I wondered about what was happening behind those lit windows and what state Mrs. Latrell was in. I pictured Mrs. McCafferty inside the grain silo, turning slowly to give us her profile over one shoulder, shallow breaths clouding the cold air. No matter how I tried, I couldn’t scrape that image out of my mind.
We continued on for what seemed like forever, keeping to the forest and fields. The Blantons’ house waited at the edge of town. It was nicely kept, with its white picket fence, wraparound porch, and Cape Cod shutters. We drew up to the property, peering around the detached garage. No lights on in the house.

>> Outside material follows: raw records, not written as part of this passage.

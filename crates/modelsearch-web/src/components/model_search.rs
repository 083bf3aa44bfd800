use std::time::Duration;

use leptos::prelude::*;
use modelsearch_core::{InputAction, Query, ResultItem, SearchWidget, WidgetConfig};
use wasm_bindgen::JsCast;

use crate::api;

/// Selector of the widget container; clicks outside it close the dropdown.
const WIDGET_SELECTOR: &str = ".ui.search";

/// Debounced model name autocomplete.
#[component]
pub fn ModelSearch(
    /// Debounce and endpoint settings
    #[prop(optional)]
    config: Option<WidgetConfig>,
    /// Placeholder text for the input
    #[prop(optional, default = "Search models...")]
    placeholder: &'static str,
    /// Widget state owned by the host page, e.g. to read the selected name
    #[prop(optional)]
    state: Option<RwSignal<SearchWidget>>,
) -> impl IntoView {
    let config = config.unwrap_or_default();
    let widget = state.unwrap_or_else(|| RwSignal::new(SearchWidget::new()));
    let timer = StoredValue::new(None::<TimeoutHandle>);
    let endpoint = StoredValue::new(config.endpoint);
    let debounce = Duration::from_millis(config.debounce_ms);

    let on_input = move |ev: web_sys::Event| {
        let raw = event_target_value(&ev);
        let action = widget.try_update(|w| w.on_input(&raw));

        if let Some(handle) = timer.get_value() {
            handle.clear();
        }
        timer.set_value(None);

        let Some(InputAction::Schedule(query)) = action else {
            return;
        };

        let fire = move || run_search(widget, endpoint.get_value(), query);
        match set_timeout_with_handle(fire, debounce) {
            Ok(handle) => timer.set_value(Some(handle)),
            Err(e) => web_sys::console::warn_2(&"Could not schedule model search:".into(), &e),
        }
    };

    let click_listener = window_event_listener(leptos::ev::click, move |ev| {
        let inside = ev
            .target()
            .and_then(|t| t.dyn_into::<web_sys::Element>().ok())
            .and_then(|el| el.closest(WIDGET_SELECTOR).ok().flatten())
            .is_some();
        if !inside && widget.with_untracked(|w| w.results_visible) {
            widget.update(|w| w.hide());
        }
    });
    on_cleanup(move || click_listener.remove());

    let results = move || {
        widget
            .with(|w| w.items.clone())
            .into_iter()
            .map(|item| view! { <ResultRow item=item widget=widget /> })
            .collect::<Vec<_>>()
    };

    view! {
        <div class="ui search">
            <input
                id="modelNameInput"
                class="prompt"
                type="text"
                placeholder=placeholder
                prop:value=move || widget.with(|w| w.input.clone())
                on:input=on_input
            />
            <div
                id="searchResults"
                class="results"
                style:display=move || if widget.with(|w| w.results_visible) { "block" } else { "none" }
            >
                <div class="ui relaxed divided list">{results}</div>
            </div>
        </div>
    }
}

#[component]
fn ResultRow(item: ResultItem, widget: RwSignal<SearchWidget>) -> impl IntoView {
    let ResultItem {
        name,
        description,
        labels,
    } = item;
    let selected = name.clone();

    view! {
        <div class="item" on:click=move |_| widget.update(|w| w.select(&selected))>
            <div class="content">
                <div class="header">{name}</div>
                <div class="description">
                    {description}
                    {labels
                        .into_iter()
                        .map(|label| view! { <span class="ui tiny label">{label}</span> })
                        .collect::<Vec<_>>()}
                </div>
            </div>
        </div>
    }
}

fn run_search(widget: RwSignal<SearchWidget>, endpoint: String, query: Query) {
    let Some(ticket) = widget.try_update(|w| w.begin_search()) else {
        return;
    };

    wasm_bindgen_futures::spawn_local(async move {
        match api::search_models(&endpoint, &query).await {
            Ok(models) => widget.update(|w| {
                w.apply_results(ticket, &models);
            }),
            Err(e) => web_sys::console::error_1(&format!("Model search failed: {}", e).into()),
        }
    });
}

There was something so much cleaner about the houses in town, owned by folks whose jobs didn’t require them to toil in fields or slop hogs. Blanton came from money, or so everyone said. That seemed to be another thing he didn’t like so much about Patrick and me: We didn’t.
He’d never thought Patrick was good enough for his daughter. He wanted a bigger, better future for her. Not with some orphaned kid who worked a ranch and probably would for the rest of his life. More than once we’d overheard him telling Alex, “Rain only goes one direction: down.” But that didn’t discourage her. No, it just gave a Romeo and Juliet gleam to their relationship, like those wedding pictures at the mall they shoot through some kind of filter so the couple looks all dreamy and out of focus.
The house sat still now, with its proud blue-slate paint and white trim, its porch swing swaying gently in the night breeze. Everything just as it might be on another night, on any night.
“Maybe they’re still asleep,” I said. “Maybe they don’t know anything’s wrong.”
At my side Cassius and Princess whined uneasily, and I hushed them.
“Stay here,” Patrick said to the kids. Then to me, “Make the dogs stay with them.”
I gave the command, and they sat. I looked Zeus in his yellow-brown eyes. I always thought of him as my warrior, his face marred with scars from play-fighting with the others or driving coyotes off our property. Having fathered five litters in his seven years, he occupied the top of the hierarchy, the others falling in behind him whenever he gave a directed stare or showed his teeth.
“On guard,” I said, and his ears flattened back against his skull. Then I looked at Rocky. “You see anything, tell him to S-P-E-A-K, and he’ll bark like crazy. You guys are our lookouts. Got it?”
He nodded, but his face was pale with fear.
I followed Patrick across the open front yard. We took a turn around the house, peering in windows. Behind us an empty hammock squeaked at the swivels. Patrick went up on tiptoes to peer into Alex’s bedroom, and I saw his back stiffen.
“What?” I whispered.
He gestured for me to look. Her bed was empty, the sheets smeared to one side, half on the floor.
As if she’d been dragged off the mattress.
The rest of her room looked normal enough, her closet door ajar, a big leopard-print beanbag in the corner, a vintage steamer trunk pushed up against the footboard of the sleigh bed.
Behind us the hammock squeaked and squeaked.
Patrick stepped away from the window, shotgun in hand. My own hands cramped around the baling hooks. A sprinkler leaked at our feet, turning the flower bed to mush.